Essays, stories, thoughts, reflections, criticism, let's just call it a blog by author, photographer and writer Peter Miller. Here you will find excerpts from his new book, Nothing Whatever Happens in Colbyville, Vermont (Where's that???), and anything else he has written and edited into shape. 

*****************************


Remembering Fred Tuttle

Fred Tuttle—dairy farmer, actor, politician and Vermont’s most beloved citizen—died of a heart attack on October 4, 2003 in Tunbridge, Vermont. He was 84.

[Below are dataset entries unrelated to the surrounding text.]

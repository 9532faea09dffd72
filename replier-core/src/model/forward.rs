use log::debug;
use rand::Rng;

use super::corpus_index::CorpusIndex;
use super::token::{Sentence, Token};

/// Grows a sentence to the right by walking the forward index.
///
/// # Termination
/// - No continuation for the last two tokens, or an empty candidate: stop.
/// - Once more than `sentence_length_limit` tokens were appended:
///   - `!` or `?` is appended and ends the walk,
///   - `,` or a fullstop ends the walk without being appended.
/// - Otherwise the candidate is appended and the walk goes on.
///
/// Length is soft-capped: a walk past the limit still runs until the corpus
/// offers a suitable ending or dead-ends.
#[derive(Clone, Copy, Debug)]
pub struct ForwardExtender {
	sentence_length_limit: usize,
}

impl ForwardExtender {
	pub fn new(sentence_length_limit: usize) -> Self {
		Self { sentence_length_limit }
	}

	/// Extends `sentence` in place and returns the number of appended tokens.
	///
	/// Sentences shorter than two tokens are left untouched.
	pub fn extend<R: Rng + ?Sized>(&self, index: &CorpusIndex, sentence: &mut Sentence, rng: &mut R) -> usize {
		let mut appended = 0;

		while let Some(key) = sentence.last_bigram() {
			let Some(candidates) = index.forward(&key) else {
				debug!("No continuation after {}", key);
				break;
			};
			let Some(next) = candidates.predict(rng) else {
				break;
			};
			if next.is_empty() {
				break;
			}

			if appended > self.sentence_length_limit {
				if is_terminal(next) {
					sentence.push_back(next.clone());
					appended += 1;
					break;
				}
				if is_soft_stop(next) {
					break;
				}
			}

			sentence.push_back(next.clone());
			appended += 1;
		}

		appended
	}
}

/// `!` and `?`: fine to end a long sentence on.
fn is_terminal(token: &Token) -> bool {
	matches!(token.as_word().map(str::trim), Some("!" | "?"))
}

/// `,` and fullstops (stored as `LineStart`): never left dangling at the end.
fn is_soft_stop(token: &Token) -> bool {
	match token {
		Token::LineStart => true,
		Token::Word(word) => matches!(word.trim(), "." | ","),
	}
}

#[cfg(test)]
mod tests {
	use super::*;
	use crate::config::IndexOptions;
	use crate::lang::stemmer::SnowballStemmer;
	use crate::lang::tokenizer::Tokenizer;
	use crate::model::token::Bigram;
	use rand::SeedableRng;
	use rand::rngs::StdRng;

	fn build(lines: &[&str]) -> CorpusIndex {
		let tokenizer = Tokenizer::new().unwrap();
		CorpusIndex::build(lines, &tokenizer, &SnowballStemmer::russian(), &IndexOptions::default())
	}

	fn counting_line(words: usize, tail: &str) -> String {
		let mut line: Vec<String> = (0..words).map(|i| format!("слово{}", i)).collect();
		line.push(tail.to_owned());
		line.push("хвост".to_owned());
		line.join(" ")
	}

	#[test]
	fn walks_until_dead_end() {
		let index = build(&["привет как дела"]);
		let mut sentence = Sentence::from(Bigram(Token::LineStart, Token::from("привет")));

		let appended = ForwardExtender::new(10).extend(&index, &mut sentence, &mut StdRng::seed_from_u64(3));
		assert_eq!(appended, 2);
		assert_eq!(sentence.last_bigram(), Some(Bigram(Token::from("как"), Token::from("дела"))));
	}

	#[test]
	fn long_sentence_ends_on_question_mark() {
		let line = counting_line(14, "?");
		let index = build(&[line.as_str()]);
		let mut sentence = Sentence::from(Bigram(Token::LineStart, Token::from("слово0")));

		let appended = ForwardExtender::new(10).extend(&index, &mut sentence, &mut StdRng::seed_from_u64(5));
		// слово1..слово13 then "?" and nothing after it
		assert_eq!(appended, 14);
		assert_eq!(sentence.iter().last(), Some(&Token::from("?")));
	}

	#[test]
	fn long_sentence_drops_trailing_comma() {
		let line = counting_line(14, ",");
		let index = build(&[line.as_str()]);
		let mut sentence = Sentence::from(Bigram(Token::LineStart, Token::from("слово0")));

		let appended = ForwardExtender::new(10).extend(&index, &mut sentence, &mut StdRng::seed_from_u64(5));
		assert_eq!(appended, 13);
		assert_eq!(sentence.iter().last(), Some(&Token::from("слово13")));
	}

	#[test]
	fn short_sentence_keeps_its_comma() {
		let index = build(&["раз , два"]);
		let mut sentence = Sentence::from(Bigram(Token::LineStart, Token::from("раз")));

		ForwardExtender::new(10).extend(&index, &mut sentence, &mut StdRng::seed_from_u64(5));
		let rendered: Vec<String> = sentence.iter().map(Token::to_string).collect();
		assert_eq!(rendered, vec!["~", "раз", ",", "два"]);
	}

	#[test]
	fn single_token_is_left_alone() {
		let index = build(&["привет как дела"]);
		let mut sentence = Sentence::from(vec![Token::from("привет")]);
		assert_eq!(ForwardExtender::new(10).extend(&index, &mut sentence, &mut StdRng::seed_from_u64(1)), 0);
		assert_eq!(sentence.len(), 1);
	}
}
//! Trigram-based reply generation library.
//!
//! This crate provides a corpus-driven chat replier including:
//! - Forward and backward trigram indexes over a corpus of messages
//! - Bidirectional sentence growth from random or relevant seeds
//! - Per-conversation reply decisions with dialog decay
//! - Image search answers
//!
//! The language collaborators (stemmer, part-of-speech tagger) and the
//! image search sit behind traits so that callers can swap them.

/// Configuration sections, JSON loading and validation.
pub mod config;

/// Error type of the crate.
pub mod error;

/// Image search client and query shrinking.
pub mod image_search;

/// I/O utilities (corpus and configuration files).
pub mod io;

/// Tokenizer, stemmer and part-of-speech tagger.
pub mod lang;

/// Core trigram models and generation logic.
pub mod model;

pub use config::ReplierConfig;
pub use error::ReplierError;
pub use model::generator::Engine;
pub use model::replier::Replier;
pub use model::token::{Bigram, Seed, Token};
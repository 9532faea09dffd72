use std::sync::Arc;

use replier_core::{Engine, Replier, ReplierConfig, Seed};

fn main() -> Result<(), Box<dyn std::error::Error>> {
    // RUST_LOG=debug shows every walk over the index
    env_logger::init();

    // Start from the default configuration
    // Every field can also be read from a JSON file with `io::load_config`
    let mut config = ReplierConfig::default();

    // No network access in this walkthrough
    config.image_search.enabled = false;

    // Number of appended tokens after which the forward walk looks for an end
    config.generation.sentence_length_limit = 10;

    // Number of prepended tokens after which the backward walk stops at a line start
    config.generation.prefix_length_limit = 5;

    // Chance of also growing a message to the left (must be between 0.0 and 1.0)
    config.generation.set_prepend_probability(0.5)?;

    // Test invalid probabilities
    match config.generation.set_prepend_probability(2.0) {
        Ok(_) => println!("Should not happen"),
        Err(e) => println!("Prepend probability 2.0 is invalid: {}", e),
    }
    match config.dialog.set_continuation_probability(-1.0) {
        Ok(_) => println!("Should not happen"),
        Err(e) => println!("Continuation probability -1.0 is invalid: {}", e),
    }

    // Load the corpus, one message per line
    // A missing file gives an engine that generates nothing
    let engine = Arc::new(Engine::from_corpus_file("./data/messages.txt", config.generation.clone())?);
    println!("Index: {:?}", engine.stats());

    let mut rng = rand::rng();

    // Generate 10 messages from random line starts
    for i in 0..10 {
        match engine.generate_message(None, &mut rng) {
            Some(message) => println!("Generated message {}: {}", i + 1, message),
            None => println!("Generated message {}: <nothing>", i + 1),
        }
    }

    // Continue a custom text
    let custom = engine.generate_message(Some(Seed::RawText("привет как".to_owned())), &mut rng);
    println!("Custom seed: {:?}", custom);

    // Start from a noun or verb of a message
    let relevant = engine.generate_message_with_pos_tagging("где моя кошка?", &mut rng);
    println!("Relevant: {:?}", relevant);

    // Continue a pair of words of a message in both directions
    let pair = engine.generate_kind_of_relevant_message("кошка спит", &mut rng);
    println!("Pair: {:?}", pair);

    // A conversation: the replier only answers when addressed,
    // then keeps answering for a while
    // `from_config` validates the whole configuration first
    let mut replier = Replier::from_config(engine.clone(), &config)?;
    for message in ["всем привет", "данило, ты тут?", "как дела?", "что делаешь?"] {
        println!("> {}", message);
        if let Some(answer) = replier.get_response(message) {
            println!("< {}", answer);
        }
    }

    Ok(())
}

    Fred starred in the 1996 film Man with a Plan, written and
directed by his neighbor, John O’Brien. It was a spoof on politics;
how a Vermont dairy farmer, played by Fred, ran for Congress with the
slogan “I’ve spent my whole life in the barn, now I just want to
spend a little time in the House.” With a budget of $16, the
film’s hero went on to defeat the incumbent congressman by one vote.
    Two years later Fred ran for real against Jack McMullen in
the US Senate Republican Primary and, after a series of hilarious
debates, defeated McMullen. Fred then endorsed the Democratic
candidate, Senator Patrick Leahy, and retired to his hillside home.

This story is in Peter Miller's forthcoming book, Nothing Whatever Happens in Colbyville, Vermont . It originally appeared in several Vermont newspapers.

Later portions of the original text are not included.